Но как раз «Моцарт и Сальери» наглядно показывает, что фокусом драмы являлась для Пушкина не сама страсть героя, как индивидуальное и конкретное нечто: мысль Пушкина была устремлена в глубину этой страсти, в ее универсальный, символический смысл.
Его Сальери – действительно герой, потому что действует не за себя только, но отстаивает дело всего человечества. В этой тяжбе человека с Богом открываются неисследованные глубины. На что собственно притязает Сальери? Ведь и все, что в нем есть, – «небесного» происхождения; самая жизнь его – дар неба, и музыка – дар неба; говоря: «Родился я с любовию к искусству», он говорит о небесном даре, и воля его к планомерной деятельности в искусстве питается из тех же тайных родников. Он живет в небесной стихии, ею дышит, ею и в ней созидает; у него нет ничего своего. Небесен и разум, которым он организует стихию. Но здесь он и ставит предел: «Разум – не только твой, но и мой. Пусть все элементы, из которых я строю, – твои, план и деятельность принадлежат мне, и ты не должен вмешиваться в мою творческую работу». Ему предносится ослепительное видение – как человек из бедного материала, дарованного ему небом, сам, своим собственным «усильным, напряженным постоянством», создаст свое могущество и красоту. Мы – чада праха, наши желания пока бескрылы, но мы вырастим себе крылья, только бы небо не мешало нам своими капризами. Так в Сальери воплощается человеческий идеализм, идеализм культуры. Богу отводится роль поставщика материалов и орудий, – строителем хочет быть сам человек.
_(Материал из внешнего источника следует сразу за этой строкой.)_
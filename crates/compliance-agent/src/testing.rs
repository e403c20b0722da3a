//! Test doubles shared by the coordinator, scheduler and control tests.

use async_trait::async_trait;
use chrono::Utc;
use compliance_core::{
    AttemptOutcome, Finding, JobId, JobState, RuleResult, ScanJob, ScanReport, Severity,
    SubmissionAttempt, SubmissionError, SubmissionOutcome,
};
use std::path::{Path, PathBuf};
use std::sync::atomic::{AtomicUsize, Ordering};
use std::sync::{Arc, Mutex};
use std::time::Duration;
use tokio::sync::Semaphore;

use crate::coordinator::Coordinator;
use crate::executor::{ContentLocator, Executor, ExecutorError};
use crate::submitter::Submitter;

enum Behavior {
    Report { pass: usize, fail: usize },
    Fail(ExecutorError),
    Panic,
}

/// Executor returning canned results, optionally held until released.
pub struct FakeExecutor {
    behavior: Behavior,
    gate: Option<Semaphore>,
    calls: AtomicUsize,
    last_content: Mutex<Option<PathBuf>>,
}

impl FakeExecutor {
    fn with_behavior(behavior: Behavior) -> Self {
        Self {
            behavior,
            gate: None,
            calls: AtomicUsize::new(0),
            last_content: Mutex::new(None),
        }
    }

    pub fn passing(pass: usize, fail: usize) -> Self {
        Self::with_behavior(Behavior::Report { pass, fail })
    }

    pub fn failing(error: ExecutorError) -> Self {
        Self::with_behavior(Behavior::Fail(error))
    }

    /// Panics inside `execute`, as a bug in the pipeline would.
    pub fn panicking() -> Self {
        Self::with_behavior(Behavior::Panic)
    }

    /// Block each execution until [`FakeExecutor::release`] is called.
    pub fn gated(mut self) -> Self {
        self.gate = Some(Semaphore::new(0));
        self
    }

    pub fn release(&self, scans: usize) {
        if let Some(gate) = &self.gate {
            gate.add_permits(scans);
        }
    }

    pub fn calls(&self) -> usize {
        self.calls.load(Ordering::SeqCst)
    }

    /// Content file passed to the most recent execution
    pub fn last_content(&self) -> Option<PathBuf> {
        self.last_content.lock().unwrap().clone()
    }
}

#[async_trait]
impl Executor for FakeExecutor {
    async fn execute(
        &self,
        profile: &str,
        content_path: &Path,
    ) -> Result<ScanReport, ExecutorError> {
        self.calls.fetch_add(1, Ordering::SeqCst);
        *self.last_content.lock().unwrap() = Some(content_path.to_path_buf());
        if let Some(gate) = &self.gate {
            gate.acquire().await.unwrap().forget();
        }
        match &self.behavior {
            Behavior::Report { pass, fail } => {
                let findings = (0..*pass)
                    .map(|i| Finding::new(format!("pass_{i}"), RuleResult::Pass, Severity::Low))
                    .chain((0..*fail).map(|i| {
                        Finding::new(format!("fail_{i}"), RuleResult::Fail, Severity::High)
                    }))
                    .collect();
                let now = Utc::now();
                Ok(ScanReport::new(profile, "host-1", now, now, findings))
            }
            Behavior::Fail(error) => Err(error.clone()),
            Behavior::Panic => panic!("executor bug"),
        }
    }
}

/// Submitter returning a fixed outcome.
pub struct FakeSubmitter {
    outcome: SubmissionOutcome,
    calls: AtomicUsize,
}

impl FakeSubmitter {
    pub fn accepting() -> Self {
        Self {
            outcome: SubmissionOutcome::accepted(vec![attempt(1, AttemptOutcome::Accepted, 200)]),
            calls: AtomicUsize::new(0),
        }
    }

    pub fn rejecting(status: u16) -> Self {
        Self {
            outcome: SubmissionOutcome::failed(
                vec![attempt(1, AttemptOutcome::Rejected, status)],
                SubmissionError::Rejected {
                    status,
                    message: "rejected".into(),
                },
            ),
            calls: AtomicUsize::new(0),
        }
    }

    pub fn calls(&self) -> usize {
        self.calls.load(Ordering::SeqCst)
    }
}

#[async_trait]
impl Submitter for FakeSubmitter {
    async fn submit(&self, _report: &ScanReport) -> SubmissionOutcome {
        self.calls.fetch_add(1, Ordering::SeqCst);
        self.outcome.clone()
    }
}

fn attempt(number: u32, outcome: AttemptOutcome, status: u16) -> SubmissionAttempt {
    SubmissionAttempt {
        attempt_number: number,
        sent_at: Utc::now(),
        outcome,
        http_status: Some(status),
    }
}

pub fn coordinator(executor: Arc<dyn Executor>, submitter: Arc<dyn Submitter>) -> Coordinator {
    Coordinator::builder(executor, submitter)
        .content(ContentLocator::fixed("/fixture/ssg-test-ds.xml"))
        .host_identifier("host-1")
        .build()
}

/// Wait until job `id` satisfies `done`, returning a copy of it.
pub async fn wait_for_job(
    coordinator: &Coordinator,
    id: JobId,
    done: impl Fn(&ScanJob) -> bool,
) -> ScanJob {
    let mut rx = coordinator.subscribe();
    let wait = rx.wait_for(|state| state.job(id).is_some_and(&done));
    let state = tokio::time::timeout(Duration::from_secs(10), wait)
        .await
        .expect("timed out waiting for job")
        .expect("coordinator dropped");
    let job = state.job(id).cloned().unwrap();
    drop(state);
    job
}

pub async fn wait_for_state(coordinator: &Coordinator, id: JobId, target: JobState) -> ScanJob {
    wait_for_job(coordinator, id, |job| job.state == target).await
}

pub async fn wait_for_terminal(coordinator: &Coordinator, id: JobId) -> ScanJob {
    wait_for_job(coordinator, id, |job| job.state.is_terminal()).await
}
Это гордое самоутверждение человека, этот бунт против неба Пушкин довел в Сальери до крайней черты, когда мятежное настроение, созрев, разражается действием, активным противодействием верховной силе – убиением ее посла. И Сальери, совершив поступок, содрогается; мы чувствуем, что он убил и самого себя. Иррациональное в нем самом, небесный состав его целостного духа возмущен узурпацией рассудка, и личность погибнет, не вынеся этого разлада{73}.
В общем культура, разумеется, не так активна, не столь ясно сознает свой принцип. Богоборчество культуры против стихии скрыто, оно редко выступает наружу. Так и Сальери прожил долгие годы в упорном самоутверждении, но невинно с виду, до появления Моцарта, – и, не явись Моцарт, Сальери дожил бы свою жизнь, ни разу явно не восстав против неба, хотя и ослушный ему во всем.
Нелепо говорить о его неправоте: он только близорук и непрактичен, он сам обрек себя на гибель. Но как же быть? Не создавать культуры самочинно и последовательно, а ждать посланцев свыше, ждать небесных даров? – Если бы мы даже решили так, нам невозможно прозябать в бездействии; не в нашей власти заглушить наш разум – он нудит нас творить. Культура неизбежна, культура законна; Пушкин никогда не отвергал ее по существу. Но он знал, что верховная власть принадлежит иррациональному началу, о чем на казнь себе и людям забыл Сальери.
Иное произведение Пушкина похоже на те загадочные картинки для детей, когда нарисован лес, а под ним напечатано: «Где тигр?» Очертания ветвей образуют фигуру тигра; однажды разглядев ее, потом видишь ее уже сразу и дивишься, как другие не видят. Дети любят такие картинки; признаюсь, и мне было весело увидать зверя в простодушном рассказе Белкина. Но картинка разгаданная теряет всякий интерес, а «Станционный смотритель» разгадкой впервые оживает и раскрывается. Он очарователен тонкостью лукавства: он весь – сарказм, но насмешка разлита в нем так, что и не заметишь. Нынешние символисты могли бы поучиться здесь легкости и естественности работы. Идея нисколько не спрятана, – напротив, она вся налицо, так что всякий может ее видеть; и однако все видят только лес.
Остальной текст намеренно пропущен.